Deze staat en liquidatie zijn gemaakt op 03-10-1654 ten overstaan van Cornelis van Schellingerhout schout en Claes Claesz Vranck en Gijsbert Dircxsz weesmeesters van Oudshoorn en Gnephoek.

Fol. 188, aktenr. 83, d.d. 12-12-1654
Op vrijdagavond 15 maart 1652 rond 8 uur, compareerden voor mij, Gillis Americx openbaar notaris door het Hof van Holland geadmitteerd, residerende te Aarlanderveen, in het bijzijn van van onderstaande getuigen, Jan Jansz Vermij en Neeltgen Reijers echtlieden, wonende in de heerlijkheid van Oudshoorn, mij notaris en één van de getuigen bekend gemaakt, hij testateur gezond van lichaam, zij testatrice ziek bij het vuur zittend, allebei hun verstand en geheugen in orde.
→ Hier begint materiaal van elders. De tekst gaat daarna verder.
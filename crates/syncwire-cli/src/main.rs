//! Syncwire - mirror a directory to a peer over one correlated connection.
//!
//! `syncwire watch --dir ./data` connects to the peer and pushes every file
//! under `./data` on a fixed cadence until interrupted. `syncwire echo hi`
//! checks the peer answers at all.

use anyhow::{Context, Result};
use clap::{Parser, Subcommand};
use std::path::PathBuf;
use std::time::Duration;
use syncwire::{Client, ClientConfig, DeliveryPolicy, ProtocolConfig, SyncConfig, SyncDefaults};
use tracing::{info, info_span, warn, Instrument};
use tracing_subscriber::{EnvFilter, FmtSubscriber};

#[derive(Parser, Debug)]
#[command(name = "syncwire")]
#[command(about = "Directory sync over a correlated WebSocket connection")]
struct Args {
    /// Peer address (ws://host:port/ or tcp://host:port)
    #[arg(long, global = true, default_value = ProtocolConfig::DEFAULT_PEER_URL)]
    peer: String,

    /// Enable debug logging
    #[arg(short, long, global = true)]
    debug: bool,

    /// Emit logs as JSON lines
    #[arg(long, global = true)]
    json_logs: bool,

    /// Connection attempts before giving up
    #[arg(long, global = true, default_value_t = ProtocolConfig::MAX_CONNECT_ATTEMPTS)]
    max_attempts: u32,

    /// Reply timeout in milliseconds
    #[arg(long, global = true)]
    request_timeout_ms: Option<u64>,

    #[command(subcommand)]
    command: Command,
}

#[derive(Subcommand, Debug)]
enum Command {
    /// Push every file under a directory until Ctrl-C
    Watch {
        /// Local directory to mirror
        #[arg(long)]
        dir: PathBuf,

        /// Remote directory label sent with each file
        #[arg(long)]
        directory: Option<String>,

        /// Pause between scans in milliseconds
        #[arg(long)]
        scan_interval_ms: Option<u64>,

        /// Pause before each file in milliseconds
        #[arg(long)]
        file_interval_ms: Option<u64>,

        /// Do not wait for acknowledgements
        #[arg(long)]
        detached: bool,

        /// Skip files whose contents did not change since the last send
        #[arg(long)]
        skip_unchanged: bool,
    },

    /// Send one echo request and print the reply
    Echo {
        /// Value to echo
        value: String,
    },
}

fn init_logging(debug: bool, json: bool) {
    let default_level = if debug { "debug" } else { "info" };
    let filter =
        EnvFilter::try_from_default_env().unwrap_or_else(|_| EnvFilter::new(default_level));

    let builder = FmtSubscriber::builder()
        .with_env_filter(filter)
        .with_target(false)
        .with_thread_ids(false);

    if json {
        builder.json().init();
    } else {
        builder.compact().init();
    }
}

fn client_config(args: &Args) -> ClientConfig {
    let mut config = ClientConfig::new().with_peer_url(args.peer.clone());
    config.retry = config.retry.with_max_attempts(args.max_attempts);
    if let Some(ms) = args.request_timeout_ms {
        config = config.with_request_timeout(Duration::from_millis(ms));
    }
    config
}

#[tokio::main]
async fn main() -> Result<()> {
    let args = Args::parse();
    init_logging(args.debug, args.json_logs);

    let mut config = client_config(&args);

    match args.command {
        Command::Watch {
            dir,
            directory,
            scan_interval_ms,
            file_interval_ms,
            detached,
            skip_unchanged,
        } => {
            if !dir.is_dir() {
                anyhow::bail!("{} is not a directory", dir.display());
            }
            if detached {
                config = config.with_delivery(DeliveryPolicy::Detached);
            }

            let mut sync = SyncConfig::new(&dir)
                .with_scan_interval(
                    scan_interval_ms
                        .map(Duration::from_millis)
                        .unwrap_or(SyncDefaults::SCAN_INTERVAL),
                )
                .with_file_interval(
                    file_interval_ms
                        .map(Duration::from_millis)
                        .unwrap_or(SyncDefaults::FILE_INTERVAL),
                )
                .with_skip_unchanged(skip_unchanged);
            if let Some(label) = directory {
                sync = sync.with_directory(label);
            }

            watch(config, sync).await
        }
        Command::Echo { value } => echo(config, value).await,
    }
}

async fn watch(config: ClientConfig, sync: SyncConfig) -> Result<()> {
    info!("Starting syncwire against {}", config.peer_url);

    let client = Client::connect(config)
        .await
        .context("Could not connect to peer")?;
    let span = info_span!("session", id = %client.session_id());

    async {
        let handle = client.start_sync(sync);

        tokio::select! {
            result = tokio::signal::ctrl_c() => {
                result.context("Failed to listen for Ctrl-C")?;
                info!("Shutdown signal received, stopping");
            }
            _ = client.closed() => {
                warn!(
                    "Peer closed the connection: {}",
                    client
                        .close_reason()
                        .map(|reason| reason.to_string())
                        .unwrap_or_else(|| "unknown".to_string())
                );
            }
        }

        handle.stop();
        handle.join().await?;
        client.close().await;
        info!("Sync stopped");
        Ok::<(), anyhow::Error>(())
    }
    .instrument(span)
    .await
}

async fn echo(config: ClientConfig, value: String) -> Result<()> {
    let client = Client::connect(config)
        .await
        .context("Could not connect to peer")?;
    let span = info_span!("session", id = %client.session_id());

    let reply = client.echo(value).instrument(span).await;
    client.close().await;

    println!("{}", reply?.value);
    Ok(())
}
Zij zijn zich bewust van de broosheid van het leven, zeker te zijn van de dood, maar niet wanneer de dood komt. De eerststervende institueert de langslevende in het vruchtgebruik en lijftoch van alle goederen die de eerststervende achterlaat. De langstlevende moet hun kinderen onderhouden. Bij een eventueel hertrouwen moet de boedel gescheiden worden. De goederen van de kinderen zullen worden beheerd door de langstlevende en twee bekwame en naaste bloedvoogden van de eerststervende, zonder dat de schout en weesmeesters zich mogen bemoeien met de goederen. Zo verklaren de testateuren dat dit hun testament en uiterste wil is. Gepasseerd in het huis in de woonplaats van de testateuren in het bijzijn van de getuigen Dirck Willemsz en Dirck Jansz de Groot. 

Fol. 190, aktenr. 84, d.d. 07-09-1656
Inventaris van de roerende en onroerende goederen door Willem Gerritsz Vaendrager en Trijntjen Jansdr in gemeenschap van goederen bezeten en door de dood van Trijntjen Jansdr ontruimt en nagelaten. 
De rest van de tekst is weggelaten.